The plot develops rapidly through the opening episode, as The Man tries to work out what is going on. There’s a large bear of a villain, Billy (Ólafur Darri Ólafsson), on his tail, whistling creepily as he goes. Somewhere else is a man trapped in a barrel, connected to our hero, although we don’t know how. The police are intrigued, in the form of Helen Chambers (Danielle Macdonald), on her first real job after moving over from traffic. She’s earnest and awkward, with hints of deep-lying tenacity. Then there’s Luci (Shalom Brune-Franklin, best known from Line of Duty), a beautiful stranger The Man meets at a diner moments before it blows up. Both women give memorable performances, balancing all the Ozzie blokishness.

In another production, these elements might feel rushed, but The Tourist, directed by Chris Sweeney (and Daniel Nettheim for the final three episodes), knows how to play the quiet scenes alongside the crash and bang. Like all good westerns, it takes time to establish the geography, not only the desert but the sad little towns through which The Man passes as he pieces together what has happened. His plight doesn’t strip him, or the script, of a sense of humour. Sipping a cold beer, he wonders if he will discover he was an alcoholic. Later, on discovering he has amnesia, a singlet-clad man exclaims: “Mate, that is awesome.” Not very Memento.

Despite the excellent supporting performances, inevitably The Tourist depends on Dornan.

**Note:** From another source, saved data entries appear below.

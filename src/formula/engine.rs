use crate::ast::{Expression, FieldValue};
use crate::error::FormulaError;
use ahash::AHashMap;

/// The core recursive engine for evaluating a parsed formula against a by-name snapshot.
pub(crate) struct FormulaEngine<'a> {
    by_name: &'a AHashMap<String, FieldValue>,
}

impl<'a> FormulaEngine<'a> {
    pub(crate) fn new(by_name: &'a AHashMap<String, FieldValue>) -> Self {
        Self { by_name }
    }

    pub(crate) fn evaluate(&self, expr: &Expression) -> Result<f64, FormulaError> {
        let value = self.evaluate_recursive(expr)?;
        if value.is_finite() {
            Ok(value)
        } else {
            Err(FormulaError::NonFinite)
        }
    }

    fn evaluate_recursive(&self, expr: &Expression) -> Result<f64, FormulaError> {
        match expr {
            Expression::Add(l, r) => self.eval_binary(l, r, |a, b| Ok(a + b)),
            Expression::Subtract(l, r) => self.eval_binary(l, r, |a, b| Ok(a - b)),
            Expression::Multiply(l, r) => self.eval_binary(l, r, |a, b| Ok(a * b)),
            Expression::Divide(l, r) => self.eval_binary(l, r, |a, b| {
                if b == 0.0 {
                    Err(FormulaError::DivisionByZero)
                } else {
                    Ok(a / b)
                }
            }),
            Expression::Negate(v) => Ok(-self.evaluate_recursive(v)?),
            Expression::Literal(n) => Ok(*n),
            Expression::Placeholder(name) => Ok(self
                .by_name
                .get(name)
                .map_or(0.0, FieldValue::as_operand)),
        }
    }

    fn eval_binary<F>(&self, l: &Expression, r: &Expression, f: F) -> Result<f64, FormulaError>
    where
        F: Fn(f64, f64) -> Result<f64, FormulaError>,
    {
        let left = self.evaluate_recursive(l)?;
        let right = self.evaluate_recursive(r)?;
        f(left, right)
    }
}
use super::definition::FormDefinition;
use crate::error::FormConversionError;

/// A trait for custom data models that can be converted into a Katachi `FormDefinition`.
///
/// This is the extension point that keeps the engine agnostic of the storage
/// format used for field definitions. Implement it on your own structs to
/// translate them into typed field definitions. [`crate::data::RawForm`] is
/// the implementation for the bundled JSON format.
///
/// # Example
///
/// ```rust,no_run
/// use katachi::prelude::*;
/// use katachi::error::FormConversionError;
///
/// struct MyColumn { id: u64, name: String, kind: String }
/// struct MyTable { columns: Vec<MyColumn> }
///
/// impl IntoForm for MyTable {
///     fn into_form(self) -> std::result::Result<FormDefinition, FormConversionError> {
///         let fields = self
///             .columns
///             .into_iter()
///             .map(|c| FieldDefinition::new(c.id, &c.name, FieldType::from_tag(&c.kind)))
///             .collect();
///         Ok(FormDefinition::new(fields))
///     }
/// }
/// ```
pub trait IntoForm {
    /// Consumes the object and converts it into a Katachi form definition.
    fn into_form(self) -> Result<FormDefinition, FormConversionError>;
}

Given that the plot revolves around his not remembering anything, he gives his nameless character a surprisingly vivid sense of inner life. In general, he is a more interesting and frankly weirder actor than some people – me, for instance – have given him credit for in the past. If we excuse him that business with the whips – and it would be churlish to deny any actor such a satisfying trip to the bank – he is building an enviably eclectic career. In the past few years he’s taken on A Private War, Wild Mountain Thyme and the upcoming Belfast. The path is reminiscent of Robert Pattinson, another from this side of the Atlantic who leveraged a blockbuster, in his case Twilight, into picking interesting parts with proper directors.

The Tourist might be his best work yet. He takes advantage of a script that lets him stretch his metaphorical muscles as well as the more literal ones, abundant as they are. For a mysterious stranger, he is impressively well rounded beneath his thick beard: relentless, bewildered, cool, charming, scabrous, and terrified according to the situation. Whoever this tourist is, it will be fun finding out.